After Betty Ramdin's abusive husband dies, she invites a colleague, Mr. Chetan, to move in with her and her son, Solo, as their lodger. Over time, these three form an unconventional family, loving each other deeply and depending upon one another. Then, one a fateful night, Solo overhears Betty confiding in Mr. Chetan and learns a secret that plunges him into torment.
... stellar ... [Persaud] has taken the spirit of Walcott’s poem and exploded it into a bighearted prose narrative about an unconventional family, fear, hatred, violence, chasing love, losing it and finding it again just when we need it most ... we smell the food of the Caribbean, sit in the traffic, enjoy the sun, feel the remnants of colonial oppression pressing down on struggling citizens ... Through her tender eye, we see full characters leaning on one another to better understand the world and themselves. We wish our families were more like theirs ... it’s in the second half that the novel’s heart lies, as a secret revealed about the nature of Sunil’s death threatens to crumble this makeshift family ... In lesser hands, the plot of Love After Love could have fallen into melodrama ... But Persaud never loses control ... That said, the writing can at times feel too restrained. Just when we want to hang out a beat longer in the minds of these wonderful characters, Persaud ends the chapter or scene, throws us into another perspective ... Great books about love, like this one, feel like precious and impossible gifts. We should cherish the writers who provide them.

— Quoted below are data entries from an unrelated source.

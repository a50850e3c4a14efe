//! Middleware for the Cosmic Crew server
//!
//! - CORS (Cross-Origin Resource Sharing)
//! - Request logging with tracing

use axum::http::{header, Method};
use std::time::Duration;
use tower_http::{
    classify::{ServerErrorsAsFailures, SharedClassifier},
    cors::{AllowOrigin, Any, CorsLayer},
    trace::{DefaultMakeSpan, DefaultOnResponse, TraceLayer},
    LatencyUnit,
};
use tracing::Level;

use crate::config::CorsConfig;

/// Create CORS layer from configuration
///
/// Credentials are only allowed together with an explicit origin list;
/// browsers refuse credentialed responses for a wildcard origin.
pub fn cors_layer(config: &CorsConfig) -> CorsLayer {
    let cors = CorsLayer::new()
        .allow_methods([
            Method::GET,
            Method::POST,
            Method::PATCH,
            Method::DELETE,
            Method::OPTIONS,
        ])
        .allow_headers([header::ACCEPT, header::CONTENT_TYPE])
        .max_age(Duration::from_secs(3600));

    if config.allows_any_origin() {
        return cors.allow_origin(Any);
    }

    let origins: Vec<_> = config
        .allowed_origins
        .iter()
        .filter_map(|origin| origin.parse().ok())
        .collect();

    cors.allow_origin(AllowOrigin::list(origins))
        .allow_credentials(config.allow_credentials)
}

/// Create tracing/logging layer
pub fn tracing_layer() -> TraceLayer<SharedClassifier<ServerErrorsAsFailures>> {
    TraceLayer::new_for_http()
        .make_span_with(DefaultMakeSpan::new().level(Level::INFO))
        .on_response(
            DefaultOnResponse::new()
                .level(Level::INFO)
                .latency_unit(LatencyUnit::Micros),
        )
}
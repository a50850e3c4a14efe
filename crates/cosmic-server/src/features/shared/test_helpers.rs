//! Test helpers and fixtures for database tests
//!
//! ```rust,ignore
//! use crate::features::shared::test_helpers::*;
//!
//! #[sqlx::test]
//! async fn test_something(pool: SqlitePool) -> sqlx::Result<()> {
//!     let scientist = TestScientist::new("Tony Stark", "Engineering").insert(&pool).await?;
//!     let planet = TestPlanet::new("Mars").insert(&pool).await?;
//!     let mission = TestMission::new("Iron Man on Mars", &scientist, &planet)
//!         .insert(&pool)
//!         .await?;
//!     Ok(())
//! }
//! ```

use sqlx::SqlitePool;

use crate::models::{Mission, Planet, Scientist};

/// Builder for creating test scientists
#[derive(Debug, Clone)]
pub struct TestScientist {
    pub name: String,
    pub field_of_study: String,
    pub avatar: Option<String>,
}

impl TestScientist {
    pub fn new(name: &str, field_of_study: &str) -> Self {
        Self {
            name: name.to_string(),
            field_of_study: field_of_study.to_string(),
            avatar: None,
        }
    }

    pub fn with_avatar(mut self, avatar: &str) -> Self {
        self.avatar = Some(avatar.to_string());
        self
    }

    pub async fn insert(self, pool: &SqlitePool) -> sqlx::Result<Scientist> {
        sqlx::query_as::<_, Scientist>(
            "INSERT INTO scientists (name, field_of_study, avatar) VALUES (?1, ?2, ?3) \
             RETURNING id, name, field_of_study, avatar",
        )
        .bind(self.name)
        .bind(self.field_of_study)
        .bind(self.avatar)
        .fetch_one(pool)
        .await
    }
}

/// Builder for creating test planets
#[derive(Debug, Clone, Default)]
pub struct TestPlanet {
    pub name: Option<String>,
    pub distance_from_earth: Option<String>,
    pub nearest_star: Option<String>,
    pub image: Option<String>,
}

impl TestPlanet {
    pub fn new(name: &str) -> Self {
        Self {
            name: Some(name.to_string()),
            ..Default::default()
        }
    }

    pub fn with_nearest_star(mut self, star: &str) -> Self {
        self.nearest_star = Some(star.to_string());
        self
    }

    pub async fn insert(self, pool: &SqlitePool) -> sqlx::Result<Planet> {
        sqlx::query_as::<_, Planet>(
            "INSERT INTO planets (name, distance_from_earth, nearest_star, image) \
             VALUES (?1, ?2, ?3, ?4) \
             RETURNING id, name, distance_from_earth, nearest_star, image",
        )
        .bind(self.name)
        .bind(self.distance_from_earth)
        .bind(self.nearest_star)
        .bind(self.image)
        .fetch_one(pool)
        .await
    }
}

/// Builder for creating test missions
#[derive(Debug, Clone)]
pub struct TestMission {
    pub name: String,
    pub scientist_id: i64,
    pub planet_id: i64,
}

impl TestMission {
    pub fn new(name: &str, scientist: &Scientist, planet: &Planet) -> Self {
        Self {
            name: name.to_string(),
            scientist_id: scientist.id,
            planet_id: planet.id,
        }
    }

    pub async fn insert(self, pool: &SqlitePool) -> sqlx::Result<Mission> {
        sqlx::query_as::<_, Mission>(
            "INSERT INTO missions (name, scientist_id, planet_id) VALUES (?1, ?2, ?3) \
             RETURNING id, name, scientist_id, planet_id",
        )
        .bind(self.name)
        .bind(self.scientist_id)
        .bind(self.planet_id)
        .fetch_one(pool)
        .await
    }
}

/// Count the rows of `table`
pub async fn count_rows(pool: &SqlitePool, table: &str) -> sqlx::Result<i64> {
    sqlx::query_scalar(&format!("SELECT COUNT(*) FROM {table}"))
        .fetch_one(pool)
        .await
}
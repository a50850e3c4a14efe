//! Create planet command
//!
//! Planets have no required fields; every attribute may be omitted or `null`.

use serde::{Deserialize, Serialize};
use sqlx::SqlitePool;

use crate::models::Planet;

#[derive(Debug, Clone, Default, Serialize, Deserialize)]
pub struct CreatePlanetCommand {
    #[serde(default)]
    pub name: Option<String>,
    #[serde(default)]
    pub distance_from_earth: Option<String>,
    #[serde(default)]
    pub nearest_star: Option<String>,
    /// Optional image URL
    #[serde(default)]
    pub image: Option<String>,
}

#[derive(Debug, thiserror::Error)]
pub enum CreatePlanetError {
    #[error("Database error: {0}")]
    Database(#[from] sqlx::Error),
}

#[tracing::instrument(skip(pool, command), fields(name = ?command.name))]
pub async fn handle(
    pool: SqlitePool,
    command: CreatePlanetCommand,
) -> Result<Planet, CreatePlanetError> {
    let planet = sqlx::query_as::<_, Planet>(
        r#"
        INSERT INTO planets (name, distance_from_earth, nearest_star, image)
        VALUES (?1, ?2, ?3, ?4)
        RETURNING id, name, distance_from_earth, nearest_star, image
        "#,
    )
    .bind(command.name)
    .bind(command.distance_from_earth)
    .bind(command.nearest_star)
    .bind(command.image)
    .fetch_one(&pool)
    .await?;

    tracing::info!(planet_id = planet.id, "Planet created");

    Ok(planet)
}
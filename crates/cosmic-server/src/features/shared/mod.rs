//! Shared utilities and types for feature modules
//!
//! - **validation**: field validation and PATCH-body helpers
//! - **error_helpers**: database constraint-violation classification
//! - **test_helpers**: test fixtures (test-only)

pub mod error_helpers;
pub mod validation;

#[cfg(test)]
pub mod test_helpers;

pub use validation::{required_id, required_text, FieldValidationError};
//! Integration tests for scientists API endpoints

use axum::http::StatusCode;
use serde_json::json;
use sqlx::SqlitePool;

mod helpers;
use helpers::*;

#[sqlx::test]
async fn test_list_scientists_empty(pool: SqlitePool) {
    let app = setup_test_app(pool);

    let response = get(&app, "/scientists").await;

    assert_eq!(response.status, StatusCode::OK);
    assert_eq!(response.json, json!([]));
}

#[sqlx::test]
async fn test_create_scientist_echoes_input(pool: SqlitePool) {
    let app = setup_test_app(pool);

    let response = post(
        &app,
        "/scientists",
        json!({
            "name": "Evan Horizon",
            "field_of_study": "astronavigation",
            "avatar": "https://robohash.org/evan"
        }),
    )
    .await;

    assert_eq!(response.status, StatusCode::CREATED);
    assert!(response.json["id"].is_i64());
    assert_eq!(response.json["name"], "Evan Horizon");
    assert_eq!(response.json["field_of_study"], "astronavigation");
    assert_eq!(response.json["avatar"], "https://robohash.org/evan");
    assert_eq!(response.json.as_object().unwrap().len(), 4);
}

#[sqlx::test]
async fn test_create_scientist_validation_errors(pool: SqlitePool) {
    let app = setup_test_app(pool);

    for body in [
        json!({"field_of_study": "astronavigation"}),
        json!({"name": "", "field_of_study": "astronavigation"}),
        json!({"name": "Evan Horizon", "field_of_study": "   "}),
        json!({"name": "Evan Horizon", "field_of_study": null}),
        json!({"name": 42, "field_of_study": "astronavigation"}),
    ] {
        let response = post(&app, "/scientists", body.clone()).await;
        assert_eq!(response.status, StatusCode::BAD_REQUEST, "body: {}", body);
        assert_error_body(&response);
    }

    assert_eq!(get(&app, "/scientists").await.json, json!([]));
}

#[sqlx::test]
async fn test_create_scientist_duplicate_name(pool: SqlitePool) {
    let app = setup_test_app(pool);
    create_scientist(&app, "Tony Stark", "Engineering").await;

    let response = post(
        &app,
        "/scientists",
        json!({"name": "Tony Stark", "field_of_study": "Physics"}),
    )
    .await;

    assert_eq!(response.status, StatusCode::BAD_REQUEST);
    assert_error_body(&response);
    assert_eq!(get(&app, "/scientists").await.json.as_array().unwrap().len(), 1);
}

#[sqlx::test]
async fn test_malformed_json_is_bad_request(pool: SqlitePool) {
    let app = setup_test_app(pool);

    let request = axum::http::Request::builder()
        .method("POST")
        .uri("/scientists")
        .header("content-type", "application/json")
        .body(axum::body::Body::from("{not json"))
        .unwrap();
    let response = send_request(&app, request).await;

    assert_eq!(response.status, StatusCode::BAD_REQUEST);
    assert_error_body(&response);
}

#[sqlx::test]
async fn test_get_scientist(pool: SqlitePool) {
    let app = setup_test_app(pool);
    let id = create_scientist(&app, "Ada Lovelace", "Mathematics").await;

    let response = get(&app, &format!("/scientists/{id}")).await;

    assert_eq!(response.status, StatusCode::OK);
    assert_eq!(
        response.json,
        json!({"id": id, "name": "Ada Lovelace", "field_of_study": "Mathematics", "avatar": null})
    );
}

#[sqlx::test]
async fn test_get_scientist_not_found(pool: SqlitePool) {
    let app = setup_test_app(pool);

    let response = get(&app, "/scientists/1000").await;

    assert_eq!(response.status, StatusCode::NOT_FOUND);
    assert_error_body(&response);
}

#[sqlx::test]
async fn test_non_integer_id_is_bad_request(pool: SqlitePool) {
    let app = setup_test_app(pool);

    let response = get(&app, "/scientists/abc").await;

    assert_eq!(response.status, StatusCode::BAD_REQUEST);
    assert_error_body(&response);
}

#[sqlx::test]
async fn test_patch_updates_only_given_field(pool: SqlitePool) {
    let app = setup_test_app(pool);
    let id = create_scientist(&app, "Rosalind Franklin", "Chemistry").await;

    let response = patch(
        &app,
        &format!("/scientists/{id}"),
        json!({"field_of_study": "X-ray crystallography"}),
    )
    .await;

    assert_eq!(response.status, StatusCode::OK);
    assert_eq!(
        response.json,
        json!({
            "id": id,
            "name": "Rosalind Franklin",
            "field_of_study": "X-ray crystallography",
            "avatar": null
        })
    );
    assert_eq!(get(&app, &format!("/scientists/{id}")).await.json, response.json);
}

#[sqlx::test]
async fn test_patch_ignores_unknown_keys(pool: SqlitePool) {
    let app = setup_test_app(pool);
    let id = create_scientist(&app, "Carl Sagan", "Astronomy").await;

    let response = patch(
        &app,
        &format!("/scientists/{id}"),
        json!({"id": id + 100, "missions": [], "avatar": "https://example.com/carl.png"}),
    )
    .await;

    assert_eq!(response.status, StatusCode::OK);
    assert_eq!(response.json["id"], id);
    assert_eq!(response.json["avatar"], "https://example.com/carl.png");
    assert_eq!(get(&app, &format!("/scientists/{}", id + 100)).await.status, StatusCode::NOT_FOUND);
}

#[sqlx::test]
async fn test_patch_empty_body_is_noop(pool: SqlitePool) {
    let app = setup_test_app(pool);
    let id = create_scientist(&app, "Vera Rubin", "Astronomy").await;
    let before = get(&app, &format!("/scientists/{id}")).await.json;

    let response = patch(&app, &format!("/scientists/{id}"), json!({})).await;

    assert_eq!(response.status, StatusCode::OK);
    assert_eq!(response.json, before);
}

#[sqlx::test]
async fn test_patch_validation_errors(pool: SqlitePool) {
    let app = setup_test_app(pool);
    let id = create_scientist(&app, "Nikola Tesla", "Electricity").await;
    create_scientist(&app, "Thomas Edison", "Electricity").await;

    for body in [
        json!({"name": ""}),
        json!({"name": null}),
        json!({"field_of_study": ""}),
        json!({"name": "Thomas Edison"}),
    ] {
        let response = patch(&app, &format!("/scientists/{id}"), body.clone()).await;
        assert_eq!(response.status, StatusCode::BAD_REQUEST, "body: {}", body);
        assert_error_body(&response);
    }

    let unchanged = get(&app, &format!("/scientists/{id}")).await;
    assert_eq!(unchanged.json["name"], "Nikola Tesla");
}

#[sqlx::test]
async fn test_patch_not_found(pool: SqlitePool) {
    let app = setup_test_app(pool);

    let response = patch(&app, "/scientists/77", json!({"name": "Nobody"})).await;

    assert_eq!(response.status, StatusCode::NOT_FOUND);
    assert_error_body(&response);
}

#[sqlx::test]
async fn test_delete_scientist_cascades_to_missions(pool: SqlitePool) {
    let app = setup_test_app(pool);
    let scientist_id = create_scientist(&app, "Tony Stark", "Engineering").await;
    let planet_id = create_planet(&app, "Mars").await;
    let mission_id = create_mission(&app, "Iron Man on Mars", scientist_id, planet_id).await;

    let response = delete(&app, &format!("/scientists/{scientist_id}")).await;

    assert_eq!(response.status, StatusCode::NO_CONTENT);
    assert!(response.raw.is_empty());
    assert_eq!(
        get(&app, &format!("/scientists/{scientist_id}")).await.status,
        StatusCode::NOT_FOUND
    );
    assert_eq!(
        get(&app, &format!("/missions/{mission_id}")).await.status,
        StatusCode::NOT_FOUND
    );
    assert_eq!(get(&app, &format!("/planets/{planet_id}")).await.status, StatusCode::OK);
}

#[sqlx::test]
async fn test_delete_scientist_not_found(pool: SqlitePool) {
    let app = setup_test_app(pool);
    let id = create_scientist(&app, "Grace Hopper", "Computing").await;

    assert_eq!(delete(&app, &format!("/scientists/{id}")).await.status, StatusCode::NO_CONTENT);

    let response = delete(&app, &format!("/scientists/{id}")).await;
    assert_eq!(response.status, StatusCode::NOT_FOUND);
    assert_error_body(&response);
}

#[sqlx::test]
async fn test_concurrent_distinct_scientists_all_succeed(pool: SqlitePool) {
    let app = setup_test_app(pool);

    for round in 0..10 {
        let (first, second) = tokio::join!(
            post(
                &app,
                "/scientists",
                json!({"name": format!("Ada {round}"), "field_of_study": "Mathematics"}),
            ),
            post(
                &app,
                "/scientists",
                json!({"name": format!("Grace {round}"), "field_of_study": "Computing"}),
            ),
        );

        assert_eq!(first.status, StatusCode::CREATED, "round {round}: {:?}", first.json);
        assert_eq!(second.status, StatusCode::CREATED, "round {round}: {:?}", second.json);
    }

    assert_eq!(get(&app, "/scientists").await.json.as_array().unwrap().len(), 20);
}
//! Cosmic Crew Server - Main entry point

use anyhow::Result;
use cosmic_common::logging::{init_logging, LogConfig};
use tracing::info;

use cosmic_server::{api, config::Config};

#[tokio::main]
async fn main() -> Result<()> {
    // Environment variables take precedence over these defaults
    let log_config = LogConfig::builder()
        .log_file_prefix("cosmic-server")
        .filter_directives("cosmic_server=debug,tower_http=debug,sqlx=warn")
        .build()
        .merge_env()?;

    let _guard = init_logging(&log_config)?;

    info!("Starting Cosmic Crew server");

    let config = Config::load()?;
    info!(
        "Configuration loaded - server will bind to {}:{}",
        config.server.host, config.server.port
    );

    api::serve(config).await?;

    Ok(())
}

Persaud has a knack for finding the sublime in the ordinary: in her hands the quotidian details of even apparently 'small' lives lead to flashes of pure truth ... the language is colloquial, with both narrative and dialogue soaked in an ear-catching Trinidadian dialect. The prose is playful and rhythmic, seeming to beat its own drum, so that at times you don’t read the novel so much as hear it. You sit in its company while it takes you into its confidence ... One of the reasons Love After Love is so delightful is that it reads like a modern meditation on the different kinds of love as catalogued by the ancient Greeks, crossed with the characters’ deliciously gossipy self-reflection. Persaud gives us a captivating interrogation of love in all its forms, how it heals and how it harms, the twists and torments of obsession (mania), sex and romance (eros), family (storge), friendship (philia), acceptance or rejection by the community, and so on. But much like the Derek Walcott poem from which it takes its title, the novel is ultimately concerned with the possibilities of that elated and oddly elegiac moment when we finally come to love ourselves.
Persaud’s book is a memorable, moving account of wounded people who come together to create an alternative family, a refuge where they can heal ... Persaud offers readers not only the expected doubles, roti and music the twin island republic is famous for but also vivid descriptions of insular communities, intimate friendships and Hindu religious practices and mysticism. The joy of this novel is in the way that it savors language and life’s sensory pleasures; when Betty cooks cascadoux curry, the reader’s mouth waters for the food she serves with love. Persaud captures the gorgeous rhythms of Trinidadian speech and presents the bawdy humor, wit and buoyancy Trinis are known for ... There is much to admire in Love After Love. It will be a pleasurable read for anyone who has tried and failed in love, marriage, friendship and parenting. This novel reminds readers of why we go to books in search of answers to life’s great questions, among them how to demand more of our lovers and ourselves, how to guide the children in our lives and how to grieve our losses and our mistakes.